Il soulignera à l’intention de Ould Samba NDiaye que « si les institutions et les organes publics suffisaient à eu seuls par leur simple existence à éradiquer l’esclavage, cela ferait longtemps que ce phénomène aurait disparu du pays », citant la création d’un Secrétariat d’Etat à lutte contre l’analphabétisme, celle d’un Ministère chargé du développement rural, la mise en place d’un Crédit agricole et la création d’un Commissariat ainsi que d’une Commission chargée des droits de l’homme…Toutes ces institutions avaient pour souci, selon lui, de lutter contre l’esclavage et ses séquelles. Et de se demander : « qu’ont-elles réalisé et à qui ont-elle profité ? ».
Ironique, Cheikh Abdel Ahad trouve que le professeur de philosophie Ould Samba NDiaye aurait dû faire la différence entre les idées et leur traduction sur le terrain du concret.
Il devait ainsi attendre d’en savoir plus sur cette agence, qui jusqu’à présent est encore au stade de projet susceptible de mourir dans l’œuf comme tant d’autres projets, comme la Haute Commission de la Fatwa, la Haute Cour de justice ou encore la Grande Mosquée de Nouakchott.

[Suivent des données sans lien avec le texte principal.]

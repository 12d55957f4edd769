//! Activation function autograd operations

use crate::autograd::context::tracks_grad;
use crate::autograd::{BackwardOp, Tensor};
use ndarray::Array1;
use std::cell::RefCell;
use std::rc::Rc;

/// ReLU activation
pub fn relu(a: &Tensor) -> Tensor {
    let data = a.data().mapv(|x| x.max(0.0));
    let requires_grad = tracks_grad(&[a]);

    let mut result = Tensor::new(data, requires_grad);

    if requires_grad {
        let backward_op = Rc::new(ReluBackward {
            a: a.clone(),
            result_grad: result.grad_cell(),
        });
        result.set_backward_op(backward_op);
    }

    result
}

struct ReluBackward {
    a: Tensor,
    result_grad: Rc<RefCell<Option<Array1<f32>>>>,
}

impl BackwardOp for ReluBackward {
    fn backward(&self) {
        if let Some(grad) = self.result_grad.borrow().as_ref() {
            if self.a.requires_grad() {
                // ∂L/∂a = ∂L/∂out * (a > 0)
                let grad_a = grad * &self.a.data().mapv(|x| if x > 0.0 { 1.0 } else { 0.0 });
                self.a.accumulate_grad(grad_a);
            }
        }
    }

    fn inputs(&self) -> Vec<&Tensor> {
        vec![&self.a]
    }
}

/// Numerically stable softmax over a plain array
pub fn softmax(x: &Array1<f32>) -> Array1<f32> {
    let max = x.iter().fold(f32::NEG_INFINITY, |a, &b| a.max(b));
    let exp_x: Array1<f32> = x.mapv(|v| (v - max).exp());
    let sum: f32 = exp_x.sum();
    exp_x / sum
}
//! Adapter implementing [`BaseInference`] over the inference-client crate.

use anyhow::Result;
use async_trait::async_trait;
use inference_client::{ExtractedPage, InferenceClient, Synthesis};

use super::traits::BaseInference;

/// Wrapper around [`InferenceClient`] that implements the BaseInference
/// trait. Retry and timeout behavior live in the client.
pub struct InferenceAdapter(InferenceClient);

impl InferenceAdapter {
    pub fn new(client: InferenceClient) -> Self {
        Self(client)
    }
}

#[async_trait]
impl BaseInference for InferenceAdapter {
    async fn is_healthy(&self) -> bool {
        self.0.is_healthy().await
    }

    async fn extract_pages(&self, job_id: &str, images: &[Vec<u8>]) -> Result<Vec<ExtractedPage>> {
        self.0
            .extract_text(job_id, images)
            .await
            .map_err(|e| anyhow::anyhow!("{}", e))
    }

    async fn refine(
        &self,
        job_id: &str,
        texts: &[String],
        instructions: Option<&str>,
    ) -> Result<String> {
        self.0
            .refine_text(job_id, texts, instructions)
            .await
            .map_err(|e| anyhow::anyhow!("{}", e))
    }

    async fn synthesize(
        &self,
        job_id: &str,
        text: &str,
        voice: Option<&str>,
        rate: Option<u32>,
    ) -> Result<Synthesis> {
        self.0
            .generate_audio(job_id, text, voice, rate)
            .await
            .map_err(|e| anyhow::anyhow!("{}", e))
    }
}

L’agence risque, selon son appréciation, de connaître le même sort si sa création n’est sous-tendue par une réelle volonté politique et la volonté de réaliser dans ce domaine ce qu’aucun autre régime n’a jusque-là entrepris.
Cheikh Abdel Ahad trouve par ailleurs que la mort prématurée des grands projets avant leur naissance est due dans une large mesure à l’attitude des laudateurs et des applaudisseurs, mais aussi des auteurs de lettres ouvertes et de motions de soutien avant termes, ces opportunismes qui laissent souvent leurs numéros de téléphone, un lien pour service après vente.
Ainsi, Cheikh Al Ahad semble tirer de la lettre de démission de Ould Samba NDiaye quelques idées, comme le fait que la création de l’Agence de lutte contre les séquelles de l’esclavage lui ait coupé la langue, qu’il ne soit en fin de compte qu’un vulgaire marchand de la cause esclavagiste qui vend sa marchandise, persuadé qu’elle trouvera acheteur auprès du premier responsable de l’Agence en gestation, à savoir le Président de la République.
Quant à IRA, selon lui, elle considère que ses ambitions pour la Mauritanie et pour les Harratines sont plus grandes que la chasse aux postes et aux avantages. Les cadres et les militants de l’organisation resteront, dira-t-il, des soldats infatigables de la cause esclavagiste jusqu’à ce que le dernier asservi en Mauritanie soit libéré de ses chaînes.